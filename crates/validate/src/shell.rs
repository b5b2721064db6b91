//! Just enough shell lexing to find command invocations line by line.

use std::iter::Enumerate;
use std::str::Lines;
use std::sync::LazyLock;

use regex::Regex;

#[allow(clippy::expect_used)]
static DELIMITER: LazyLock<Regex> = LazyLock::new(|| {
    Regex::new(r#"^(['"]?)([A-Za-z_][A-Za-z0-9_]*)(['"]?)$"#).expect("delimiter pattern is valid")
});

/// Words that may precede the command in a segment.
const PREFIX_WORDS: &[&str] = &[
    "if", "then", "else", "elif", "do", "while", "until", "!", "{", "(", "exec", "command",
];

/// Classification of one script line.
#[derive(Debug, Clone, PartialEq, Eq)]
pub(crate) enum Line<'a> {
    /// Blank, comment or here-document body
    Data,
    /// Code split into command segments, each a list of words
    Code(Vec<Vec<&'a str>>),
}

/// Iterates `(1-based line number, Line)` pairs, tracking here-documents.
pub(crate) struct ScriptLines<'a> {
    lines: Enumerate<Lines<'a>>,
    heredoc: Option<String>,
}

impl<'a> ScriptLines<'a> {
    pub(crate) fn new(script: &'a str) -> Self {
        Self {
            lines: script.lines().enumerate(),
            heredoc: None,
        }
    }
}

impl<'a> Iterator for ScriptLines<'a> {
    type Item = (usize, Line<'a>);

    fn next(&mut self) -> Option<Self::Item> {
        let (index, raw) = self.lines.next()?;
        let number = index + 1;

        if let Some(delimiter) = &self.heredoc {
            if raw.trim() == delimiter {
                self.heredoc = None;
            }
            return Some((number, Line::Data));
        }

        let trimmed = raw.trim();
        if trimmed.is_empty() || trimmed.starts_with('#') {
            return Some((number, Line::Data));
        }
        let segments = split_segments(raw);
        self.heredoc = heredoc_delimiter(&segments);
        Some((number, Line::Code(segments)))
    }
}

/// Delimiter of a here-document opened by an unquoted `<<` or `<<-` word.
/// Here-strings (`<<<`) open nothing.
fn heredoc_delimiter(segments: &[Vec<&str>]) -> Option<String> {
    for segment in segments {
        let mut words = segment.iter();
        while let Some(word) = words.next() {
            if word.starts_with('#') {
                return None;
            }
            let Some(rest) = word.strip_prefix("<<") else {
                continue;
            };
            if rest.starts_with('<') {
                continue;
            }
            let rest = rest.strip_prefix('-').unwrap_or(rest);
            let target = if rest.is_empty() {
                match words.next() {
                    Some(next) => *next,
                    None => continue,
                }
            } else {
                rest
            };
            if let Some(caps) = DELIMITER.captures(target)
                && caps[1] == caps[3]
            {
                return Some(caps[2].to_string());
            }
        }
    }
    None
}

/// A resolved command within one segment.
#[derive(Debug, Clone, Copy, PartialEq, Eq)]
pub(crate) struct Invocation<'s, 'a> {
    /// Preceded by `sudo` or `doas`
    pub(crate) elevated: bool,
    pub(crate) command: &'a str,
    pub(crate) args: &'s [&'a str],
}

/// Skip control keywords, elevation and env assignments to find the command.
pub(crate) fn invocation<'s, 'a>(
    segment: &'s [&'a str],
    elevators: &[&str],
) -> Option<Invocation<'s, 'a>> {
    let mut elevated = false;
    let mut rest = segment;
    while let Some((&word, tail)) = rest.split_first() {
        rest = tail;
        if elevators.contains(&word) {
            elevated = true;
            while let Some((&flag, tail)) = rest.split_first() {
                if !flag.starts_with('-') {
                    break;
                }
                rest = tail;
            }
        } else if !PREFIX_WORDS.contains(&word) && !is_assignment(word) {
            return Some(Invocation {
                elevated,
                command: word,
                args: rest,
            });
        }
    }
    None
}

fn is_assignment(word: &str) -> bool {
    word.split_once('=').is_some_and(|(name, _)| {
        !name.is_empty() && name.bytes().all(|b| b.is_ascii_alphanumeric() || b == b'_')
    })
}

/// Strip one layer of matching quotes.
pub(crate) fn unquote(word: &str) -> &str {
    for q in ['"', '\''] {
        if let Some(inner) = word.strip_prefix(q).and_then(|w| w.strip_suffix(q)) {
            return inner;
        }
    }
    word
}

/// Split a line into segments at unquoted `;`, `|` and `&`, and each segment
/// into words at unquoted whitespace. Quotes stay part of their word.
pub(crate) fn split_segments(line: &str) -> Vec<Vec<&str>> {
    let mut segments = Vec::new();
    let mut current: Vec<&str> = Vec::new();
    let mut start: Option<usize> = None;
    let mut quote: Option<char> = None;
    let mut escaped = false;

    for (i, c) in line.char_indices() {
        if escaped {
            escaped = false;
            continue;
        }
        if let Some(q) = quote {
            if c == q {
                quote = None;
            } else if c == '\\' && q == '"' {
                escaped = true;
            }
            continue;
        }
        match c {
            '\\' => {
                escaped = true;
                start.get_or_insert(i);
            }
            '\'' | '"' => {
                quote = Some(c);
                start.get_or_insert(i);
            }
            ';' | '|' | '&' => {
                if let Some(s) = start.take() {
                    current.push(&line[s..i]);
                }
                if !current.is_empty() {
                    segments.push(std::mem::take(&mut current));
                }
            }
            c if c.is_whitespace() => {
                if let Some(s) = start.take() {
                    current.push(&line[s..i]);
                }
            }
            _ => {
                start.get_or_insert(i);
            }
        }
    }
    if let Some(s) = start {
        current.push(&line[s..]);
    }
    if !current.is_empty() {
        segments.push(current);
    }
    segments
}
****
Restate exactly the records above from their first line through the line that holds "fn next(&mut self)", please, including both and leaving out all others.

### Exercise solution
filename crates/validate/src/shell.rs
repository b5b2721064db6b91
//! Just enough shell lexing to find command invocations line by line.

use std::iter::Enumerate;
use std::str::Lines;
use std::sync::LazyLock;

use regex::Regex;

#[allow(clippy::expect_used)]
static DELIMITER: LazyLock<Regex> = LazyLock::new(|| {
    Regex::new(r#"^(['"]?)([A-Za-z_][A-Za-z0-9_]*)(['"]?)$"#).expect("delimiter pattern is valid")
});

/// Words that may precede the command in a segment.
const PREFIX_WORDS: &[&str] = &[
    "if", "then", "else", "elif", "do", "while", "until", "!", "{", "(", "exec", "command",
];

/// Classification of one script line.
#[derive(Debug, Clone, PartialEq, Eq)]
pub(crate) enum Line<'a> {
    /// Blank, comment or here-document body
    Data,
    /// Code split into command segments, each a list of words
    Code(Vec<Vec<&'a str>>),
}

/// Iterates `(1-based line number, Line)` pairs, tracking here-documents.
pub(crate) struct ScriptLines<'a> {
    lines: Enumerate<Lines<'a>>,
    heredoc: Option<String>,
}

impl<'a> ScriptLines<'a> {
    pub(crate) fn new(script: &'a str) -> Self {
        Self {
            lines: script.lines().enumerate(),
            heredoc: None,
        }
    }
}

impl<'a> Iterator for ScriptLines<'a> {
    type Item = (usize, Line<'a>);

    fn next(&mut self) -> Option<Self::Item> {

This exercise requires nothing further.